Journalism as art, print as prose

  • 2005-10-05
  • By Liivi Sandy
TALLINN - There's a lot to be said, and read, for the "The Newspaper in Estonian Art," an exhibit currently touring the country. Documenting how newspapers have changed over the past decades, the exhibit displays about 100 paintings, prints and editorial caricatures.
"It's a surprise, even for me," says curator Aavo Kokk of the large number.

The exhibit's oldest piece is from the 1920s, and the latest is only a few weeks old. There are a number of editorial cartoons, and works capturing the ever-changing role of print journalism.

The exhibition captures its object, the newspaper, in a myriad of settings from the '30s to '70s. Images of people sitting on a bench reading or scanning the paper over dinner are just some examples.

Eduard Ole's painting, "Luxemburgi Aias," 1927, is one of several from the exhibit's state collection. The work of art is a fine example of the era it represents. Ole was interested in the general composition of figures and would characteristically separate men from women in his paintings. In "Luxemburgi Aias," the men stand about reading the press while the women sit knitting, surrounded by children.

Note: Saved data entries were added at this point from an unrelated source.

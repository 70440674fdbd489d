//! Fixed reference dataset the dashboard starts from.
//!
//! Four users (one admin, one manager, two members), two projects and a dozen
//! tasks covering every status, including AI-suggested backlog items.

use chrono::{DateTime, NaiveDate, Utc};

use crate::fields::*;
use crate::project::Project;
use crate::store::Directory;
use crate::task::{Assignee, Comment, Lifecycle, Stage, Task};
use crate::user::User;

fn date(month: u32, day: u32) -> NaiveDate {
    NaiveDate::from_ymd_opt(2025, month, day).unwrap_or_default()
}

fn at(month: u32, day: u32, hour: u32, minute: u32) -> DateTime<Utc> {
    date(month, day)
        .and_hms_opt(hour, minute, 0)
        .map(|dt| dt.and_utc())
        .unwrap_or_default()
}

fn day(month: u32, d: u32) -> DateTime<Utc> {
    at(month, d, 0, 0)
}

fn user(id: UserId, email: &str, name: &str, role: Role) -> User {
    User {
        id,
        email: email.to_string(),
        name: name.to_string(),
        role,
        created_at: day(1, 1),
    }
}

pub fn users() -> Vec<User> {
    vec![
        user(1, "admin@company.com", "Admin User", Role::Admin),
        user(2, "manager@company.com", "Manager User", Role::Manager),
        user(3, "john@company.com", "John Doe", Role::Member),
        user(4, "jane@company.com", "Jane Smith", Role::Member),
    ]
}

pub fn projects() -> Vec<Project> {
    vec![
        Project {
            id: 1,
            name: "Website Redesign".to_string(),
            description: Some("Redesign company website".to_string()),
            status: ProjectStatus::Active,
            created_at: day(1, 1),
            updated_at: day(1, 15),
        },
        Project {
            id: 2,
            name: "Mobile App Development".to_string(),
            description: Some("Build mobile app for iOS and Android".to_string()),
            status: ProjectStatus::Active,
            created_at: day(1, 5),
            updated_at: day(1, 20),
        },
    ]
}

pub fn directory() -> Directory {
    Directory::new(users(), projects())
}

struct Seed {
    id: TaskId,
    title: &'static str,
    description: &'static str,
    priority: Priority,
    lifecycle: Lifecycle,
    project_id: ProjectId,
    due_date: Option<NaiveDate>,
    created_at: DateTime<Utc>,
    updated_at: DateTime<Utc>,
}

impl Seed {
    fn build(self) -> Task {
        Task {
            id: self.id,
            title: self.title.to_string(),
            description: Some(self.description.to_string()),
            priority: self.priority,
            lifecycle: self.lifecycle,
            project_id: self.project_id,
            due_date: self.due_date,
            blocker_reason: None,
            created_at: self.created_at,
            updated_at: self.updated_at,
            comments: Vec::new(),
            update_requested: false,
            ai_generated: false,
        }
    }
}

fn john(stage: Stage) -> Lifecycle {
    Lifecycle::Assigned {
        assignee: Assignee::new(3, "John Doe"),
        stage,
    }
}

fn jane(stage: Stage) -> Lifecycle {
    Lifecycle::Assigned {
        assignee: Assignee::new(4, "Jane Smith"),
        stage,
    }
}

fn manager_comment(
    id: CommentId,
    task_id: TaskId,
    content: &str,
    link: Option<&str>,
    created_at: DateTime<Utc>,
) -> Comment {
    Comment {
        id,
        task_id,
        user_id: 2,
        user_name: "Manager User".to_string(),
        user_role: Role::Manager,
        content: content.to_string(),
        link: link.map(str::to_string),
        image_url: None,
        created_at,
    }
}

fn backlog(
    id: TaskId,
    title: &'static str,
    description: &'static str,
    priority: Priority,
    project_id: ProjectId,
    created_at: DateTime<Utc>,
) -> Task {
    let mut task = Seed {
        id,
        title,
        description,
        priority,
        lifecycle: Lifecycle::Unassigned,
        project_id,
        due_date: None,
        created_at,
        updated_at: created_at,
    }
    .build();
    task.ai_generated = true;
    task
}

pub fn tasks() -> Vec<Task> {
    let mut tasks = vec![
        Seed {
            id: 1,
            title: "Design homepage mockup",
            description: "Create high-fidelity mockup for new homepage",
            priority: Priority::High,
            lifecycle: john(Stage::Done { completed_at: day(1, 10) }),
            project_id: 1,
            due_date: Some(date(1, 10)),
            created_at: day(1, 1),
            updated_at: day(1, 10),
        }
        .build(),
        Seed {
            id: 2,
            title: "Implement responsive navigation",
            description: "Build mobile-responsive navigation component",
            priority: Priority::High,
            lifecycle: john(Stage::InProgress),
            project_id: 1,
            due_date: Some(date(1, 25)),
            created_at: day(1, 11),
            updated_at: day(1, 20),
        }
        .build(),
        Seed {
            id: 3,
            title: "Setup CI/CD pipeline",
            description: "Configure automated deployment",
            priority: Priority::Medium,
            lifecycle: jane(Stage::Blocked),
            project_id: 1,
            due_date: Some(date(1, 22)),
            created_at: day(1, 12),
            updated_at: day(1, 18),
        }
        .build(),
        Seed {
            id: 4,
            title: "Write API documentation",
            description: "Document all API endpoints",
            priority: Priority::Medium,
            lifecycle: john(Stage::Todo),
            project_id: 2,
            due_date: Some(date(1, 30)),
            created_at: day(1, 15),
            updated_at: day(1, 15),
        }
        .build(),
        Seed {
            id: 5,
            title: "Design app icon",
            description: "Create app icons for iOS and Android",
            priority: Priority::Low,
            lifecycle: jane(Stage::InProgress),
            project_id: 2,
            due_date: Some(date(1, 28)),
            created_at: day(1, 16),
            updated_at: day(1, 21),
        }
        .build(),
        Seed {
            id: 6,
            title: "Fix authentication bug",
            description: "Users unable to login with SSO",
            priority: Priority::High,
            lifecycle: john(Stage::Todo),
            project_id: 2,
            due_date: Some(date(1, 20)),
            created_at: day(1, 18),
            updated_at: day(1, 18),
        }
        .build(),
        Seed {
            id: 7,
            title: "Update dependencies",
            description: "Update all npm packages to latest versions",
            priority: Priority::Low,
            lifecycle: jane(Stage::Done { completed_at: day(1, 14) }),
            project_id: 1,
            due_date: Some(date(1, 15)),
            created_at: day(1, 10),
            updated_at: day(1, 14),
        }
        .build(),
        Seed {
            id: 8,
            title: "Performance optimization",
            description: "Optimize page load time",
            priority: Priority::Medium,
            lifecycle: john(Stage::InProgress),
            project_id: 1,
            due_date: Some(date(1, 27)),
            created_at: day(1, 17),
            updated_at: day(1, 22),
        }
        .build(),
        backlog(
            9,
            "Security audit",
            "Perform comprehensive security review of new website code and infrastructure",
            Priority::High,
            1,
            day(1, 22),
        ),
        backlog(
            10,
            "Cross-browser testing",
            "Test website across Chrome, Firefox, Safari, and Edge",
            Priority::Medium,
            1,
            day(1, 22),
        ),
        backlog(
            11,
            "SEO optimization",
            "Review meta tags, structured data, sitemap, and page speed optimizations",
            Priority::Medium,
            1,
            day(1, 22),
        ),
        backlog(
            12,
            "User authentication flow design",
            "Create wireframes and user flows for login, signup, password reset",
            Priority::High,
            2,
            day(1, 23),
        ),
    ];

    tasks[1].comments.push(manager_comment(
        1,
        2,
        "Great progress! Make sure to test on mobile devices before wrapping up.",
        None,
        at(1, 20, 10, 30),
    ));
    tasks[2].blocker_reason = Some("Waiting for DevOps team to provision server".to_string());
    tasks[2].comments.push(manager_comment(
        2,
        3,
        "I've escalated this to the DevOps lead. Should get resources by tomorrow.",
        Some("https://devops.slack.com/archives/C01234567"),
        at(1, 18, 14, 15),
    ));
    tasks[4].comments.push(manager_comment(
        3,
        5,
        "Looking good! Please follow the brand guidelines from the design system.",
        Some("https://figma.com/design-system"),
        at(1, 21, 9, 0),
    ));
    tasks[7].update_requested = true;

    tasks
}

In another painting, artist Agur Kruusing uses an old folktale as his subject matter. An old woman's face, covered abstractly in news pages, makes us question the media's purpose in society. In this case, the newspaper serves a most practical need - clothing.

A Leonhar Lapin piece, painted in 1980, represents the style of pop art with the phrase "Rahva Haal" (the people's voice) written across the canvas. During the Soviet era, the piece served as a symbolic reference to the freedom of speech.

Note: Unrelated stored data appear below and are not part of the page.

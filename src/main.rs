//! # TD - Team Task Dashboard
//!
//! A role-based task dashboard over an in-memory task store, with a CLI for
//! reports and an interactive kanban board in the terminal.
//!
//! ## Key Features
//!
//! - **Role-aware views**: admins and managers see every task, members see their own
//! - **Single-owner store**: one store mutates the task collection and publishes
//!   snapshots to subscribers (the board redraws from them)
//! - **Derived reports**: per-project completion, overdue work, daily standup summaries
//!   and team workload, all computed on demand
//! - **Mock AI analysis**: canned project health reports and suggested tasks that can be
//!   accepted into the backlog
//!
//! ## Quick Start
//!
//! ```bash
//! # Kanban board as the default manager
//! td board
//!
//! # Dashboard as a member, pinned to a date
//! td --role member --as-of 2025-01-24 dashboard
//!
//! # Overdue tasks as JSON
//! td list --overdue --json
//! ```
//!
//! Nothing is stored on disk: every invocation starts from the seeded reference
//! dataset. Set `RUST_LOG` (or pass `--verbose`) to see store activity on stderr.

use clap::Parser;
use tracing_subscriber::EnvFilter;

pub mod analysis;
pub mod cli;
pub mod clock;
pub mod cmd;
pub mod config;
pub mod display;
pub mod error;
pub mod fields;
pub mod project;
pub mod queries;
pub mod report;
pub mod seed;
pub mod session;
pub mod store;
pub mod task;
pub mod user;
pub mod validate;
pub mod tui {
    pub mod board;
    pub mod board_run;
    pub mod colors;
    pub mod enums;
    pub mod input;
    pub mod task_form;
}

use cli::Cli;
use cmd::*;
use config::Settings;
use error::Result;

fn init_tracing(settings: &Settings) {
    let filter = EnvFilter::try_from_default_env()
        .unwrap_or_else(|_| EnvFilter::new(settings.log_directive()));
    tracing_subscriber::fmt()
        .with_env_filter(filter)
        .with_writer(std::io::stderr)
        .with_target(false)
        .init();
}

fn run(cli: Cli) -> Result<()> {
    let settings = Settings::from_cli(&cli)?;
    init_tracing(&settings);

    let workspace = || Workspace::seeded(&settings);
    match cli.command {
        Commands::Completions { shell } => cmd_completions(shell),
        Commands::Board => cmd_board(workspace()?),
        Commands::List { status, project, assignee, overdue, json } => {
            cmd_list(&workspace()?, status, project, assignee, overdue, json)
        }
        Commands::View { id, json } => cmd_view(&workspace()?, id, json),
        Commands::Stats { project, json } => cmd_stats(&workspace()?, project, json),
        Commands::Dashboard { json } => cmd_dashboard(&workspace()?, json),
        Commands::Report { json } => cmd_report(&workspace()?, json),
        Commands::Team => cmd_team(&workspace()?),
        Commands::Analyze { project } => cmd_analyze(&workspace()?, project),
        Commands::Suggest { project, accept, assign } => {
            cmd_suggest(&mut workspace()?, project, accept, assign)
        }
        Commands::Users => cmd_users(&workspace()?),
        Commands::Projects => cmd_projects(&workspace()?),
    }
}

fn main() {
    let cli = Cli::parse();
    if let Err(e) = run(cli) {
        eprintln!("Error: {}", e);
        std::process::exit(1);
    }
}
//! Canned "AI" project analysis and task suggestions.
//!
//! There is no model behind this: analyses and suggestions are fixed per
//! project, with a generic fallback for projects the table does not know.

use chrono::{DateTime, Utc};
use serde::Serialize;

use crate::fields::*;
use crate::task::{Assignee, TaskDraft};

/// A member flagged as carrying too much work.
#[derive(Debug, Clone, PartialEq, Serialize)]
pub struct OverloadedMember {
    pub user_id: UserId,
    pub user_name: String,
    pub task_count: usize,
    pub reason: String,
}

/// Health report for one project.
#[derive(Debug, Clone, PartialEq, Serialize)]
pub struct ProjectAnalysis {
    pub project_id: ProjectId,
    pub summary: String,
    /// 0-100.
    pub health_score: u8,
    pub on_track: bool,
    pub risks: Vec<String>,
    pub missing_steps: Vec<String>,
    pub overloaded_members: Vec<OverloadedMember>,
    pub recommendations: Vec<String>,
    pub generated_at: DateTime<Utc>,
}

/// A task the analysis proposes adding.
#[derive(Debug, Clone, PartialEq, Serialize)]
pub struct SuggestedTask {
    pub title: String,
    pub description: String,
    pub priority: Priority,
    pub estimated_days: Option<u32>,
    pub dependencies: Vec<String>,
}

impl SuggestedTask {
    /// Turn the suggestion into an AI-flagged draft: pending when nobody takes
    /// it, `Todo` when it goes straight to someone.
    pub fn into_draft(self, project_id: ProjectId, assignee: Option<Assignee>) -> TaskDraft {
        let mut draft = TaskDraft::new(self.title, project_id)
            .with_description(self.description)
            .with_priority(self.priority);
        draft.ai_generated = true;
        match assignee {
            Some(a) => draft.assigned_to(a),
            None => draft,
        }
    }
}

fn strings(items: &[&str]) -> Vec<String> {
    items.iter().map(|s| s.to_string()).collect()
}

fn suggestion(title: &str, description: &str, priority: Priority, days: u32) -> SuggestedTask {
    SuggestedTask {
        title: title.to_string(),
        description: description.to_string(),
        priority,
        estimated_days: Some(days),
        dependencies: Vec::new(),
    }
}

/// Canned analysis for a project, stamped with `now`.
pub fn analysis_for_project(project_id: ProjectId, now: DateTime<Utc>) -> Option<ProjectAnalysis> {
    match project_id {
        1 => Some(ProjectAnalysis {
            project_id,
            summary: "Website Redesign project is progressing well with 62% completion. The team \
                      is slightly behind schedule due to CI/CD pipeline blocker. Jane Smith is \
                      handling multiple critical tasks."
                .to_string(),
            health_score: 75,
            on_track: true,
            risks: strings(&[
                "CI/CD pipeline blocked - waiting for DevOps resources",
                "Performance optimization task may extend timeline",
            ]),
            missing_steps: strings(&[
                "Security audit not yet scheduled",
                "Cross-browser testing plan needed",
                "SEO optimization tasks missing",
            ]),
            overloaded_members: vec![OverloadedMember {
                user_id: 4,
                user_name: "Jane Smith".to_string(),
                task_count: 3,
                reason: "Handling blocked CI/CD task plus ongoing app icon design".to_string(),
            }],
            recommendations: strings(&[
                "Escalate CI/CD blocker to unblock Jane Smith",
                "Add security audit task before deployment",
                "Consider assigning cross-browser testing to another team member",
                "Schedule SEO review meeting with marketing team",
            ]),
            generated_at: now,
        }),
        2 => Some(ProjectAnalysis {
            project_id,
            summary: "Mobile App Development is in early stages with good momentum. Team has \
                      clear priorities but needs more task breakdown for implementation phase."
                .to_string(),
            health_score: 68,
            on_track: true,
            risks: strings(&[
                "API documentation delayed - may impact development",
                "App icon design is low priority but needed for App Store submission",
            ]),
            missing_steps: strings(&[
                "Backend API development tasks not defined",
                "User authentication flow tasks missing",
                "App Store submission checklist needed",
                "Beta testing plan not created",
            ]),
            overloaded_members: Vec::new(),
            recommendations: strings(&[
                "Break down API documentation into smaller tasks",
                "Add backend development tasks for authentication",
                "Create App Store submission timeline",
                "Schedule beta testing with target users",
                "Consider upgrading app icon design priority for timely submission",
            ]),
            generated_at: now,
        }),
        _ => None,
    }
}

/// Suggested tasks for a project; unknown projects get generic planning work.
pub fn suggested_tasks(project_id: ProjectId, project_name: &str) -> Vec<SuggestedTask> {
    match project_id {
        1 => vec![
            suggestion(
                "Conduct security audit",
                "Perform comprehensive security review of new website code and infrastructure",
                Priority::High,
                3,
            ),
            suggestion(
                "Create cross-browser testing plan",
                "Define testing matrix for Chrome, Firefox, Safari, Edge across desktop and mobile",
                Priority::Medium,
                1,
            ),
            suggestion(
                "SEO optimization review",
                "Review meta tags, structured data, sitemap, and page speed optimizations",
                Priority::Medium,
                2,
            ),
            suggestion(
                "Setup monitoring and analytics",
                "Configure Google Analytics, error tracking, and performance monitoring",
                Priority::Low,
                1,
            ),
        ],
        2 => {
            let mut backend = suggestion(
                "Implement backend API for authentication",
                "Build REST API endpoints for user registration, login, token refresh",
                Priority::High,
                5,
            );
            backend.dependencies = strings(&["Design user authentication flow"]);
            vec![
                suggestion(
                    "Design user authentication flow",
                    "Create wireframes and user flows for login, signup, password reset",
                    Priority::High,
                    2,
                ),
                backend,
                suggestion(
                    "Setup push notifications infrastructure",
                    "Configure FCM for Android and APNs for iOS push notifications",
                    Priority::Medium,
                    3,
                ),
                suggestion(
                    "Create beta testing checklist",
                    "Define TestFlight setup, beta tester recruitment, and feedback collection process",
                    Priority::Medium,
                    1,
                ),
                suggestion(
                    "App Store submission preparation",
                    "Gather screenshots, app description, privacy policy, and submission requirements",
                    Priority::Low,
                    2,
                ),
            ]
        }
        _ => vec![
            suggestion(
                &format!("Define {} milestones", project_name),
                "Break down project into major milestones with timelines",
                Priority::High,
                1,
            ),
            suggestion(
                &format!("Create {} technical documentation", project_name),
                "Document architecture, APIs, and development guidelines",
                Priority::Medium,
                3,
            ),
        ],
    }
}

The exhibit's more modern side is dedicated to artists that use actual newspapers as their canvas.

With over 50 people involved in the exhibition, almost all details have been considered. Among the Estonian newspapers depicted are the Paevaleht, Postimees and Noorteleht dailies.

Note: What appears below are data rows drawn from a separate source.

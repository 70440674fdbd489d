//! Derived views over a task snapshot.
//!
//! Everything here is a pure linear scan over `&[Task]`: results keep the
//! snapshot's order and nothing is cached, so each call reflects the
//! collection it is handed.

use std::collections::BTreeMap;

use chrono::NaiveDate;
use serde::Serialize;

use crate::fields::*;
use crate::task::Task;
use crate::user::User;

pub fn tasks_by_status(tasks: &[Task], status: Status) -> Vec<&Task> {
    tasks.iter().filter(|t| t.status() == status).collect()
}

pub fn task_by_id(tasks: &[Task], id: TaskId) -> Option<&Task> {
    tasks.iter().find(|t| t.id == id)
}

pub fn tasks_by_assignee(tasks: &[Task], assignee_id: UserId) -> Vec<&Task> {
    tasks
        .iter()
        .filter(|t| t.assignee_id() == Some(assignee_id))
        .collect()
}

pub fn tasks_by_project(tasks: &[Task], project_id: ProjectId) -> Vec<&Task> {
    tasks.iter().filter(|t| t.project_id == project_id).collect()
}

/// Tasks due before `today` that are not done, in collection order.
pub fn overdue_tasks(tasks: &[Task], today: NaiveDate) -> Vec<&Task> {
    tasks.iter().filter(|t| t.is_overdue(today)).collect()
}

/// Role-scoped view: members see the work assigned to them, managers and
/// admins see every task.
pub fn visible_to<'a>(tasks: &'a [Task], user: &User) -> Vec<&'a Task> {
    match user.role {
        Role::Member => tasks_by_assignee(tasks, user.id),
        Role::Manager | Role::Admin => tasks.iter().collect(),
    }
}

/// Kanban columns: every status is present, empty or not.
pub fn group_by_status<'a, I>(tasks: I) -> BTreeMap<Status, Vec<&'a Task>>
where
    I: IntoIterator<Item = &'a Task>,
{
    let mut columns: BTreeMap<Status, Vec<&Task>> =
        Status::ALL.iter().map(|s| (*s, Vec::new())).collect();
    for task in tasks {
        columns.entry(task.status()).or_default().push(task);
    }
    columns
}

/// `round(completed / total * 100)`, or 0 for an empty set.
pub fn completion_rate(completed: usize, total: usize) -> u32 {
    if total == 0 {
        return 0;
    }
    // Half-up rounding in integers.
    ((completed * 200 + total) / (total * 2)) as u32
}

/// Per-project aggregate, recomputed on every call.
#[derive(Debug, Clone, Copy, Default, PartialEq, Eq, Serialize)]
pub struct ProjectStats {
    pub project_id: ProjectId,
    pub total: usize,
    pub completed: usize,
    pub in_progress: usize,
    pub blocked: usize,
    pub todo: usize,
    pub pending: usize,
    pub completion_rate: u32,
}

pub fn project_stats(tasks: &[Task], project_id: ProjectId) -> ProjectStats {
    let mut stats = ProjectStats {
        project_id,
        ..ProjectStats::default()
    };
    for task in tasks_by_project(tasks, project_id) {
        stats.total += 1;
        match task.status() {
            Status::Done => stats.completed += 1,
            Status::InProgress => stats.in_progress += 1,
            Status::Blocked => stats.blocked += 1,
            Status::Todo => stats.todo += 1,
            Status::Pending => stats.pending += 1,
        }
    }
    stats.completion_rate = completion_rate(stats.completed, stats.total);
    stats
}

Whether the connection is direct or indirect, each piece has some tie to print journalism. Works from the Art Museum of Estonia, the Parnu Museum, a methodological collection of the Estonian Academy of Arts, and the Tartu Art Museum were generously offered to the exhibit, which also includes private collections. Over the next three months, the exhibition will travel to the Vaal Gallery, Parnu Gallery, Viljandi City Gallery, Tartu Art House, Rakvere Theatre, and Adamson-Eric Museum.

This surprisingly simple idea has inspired other artists to create similar exhibits, Kokk says. The art allows us to look at newspapers from a different angle.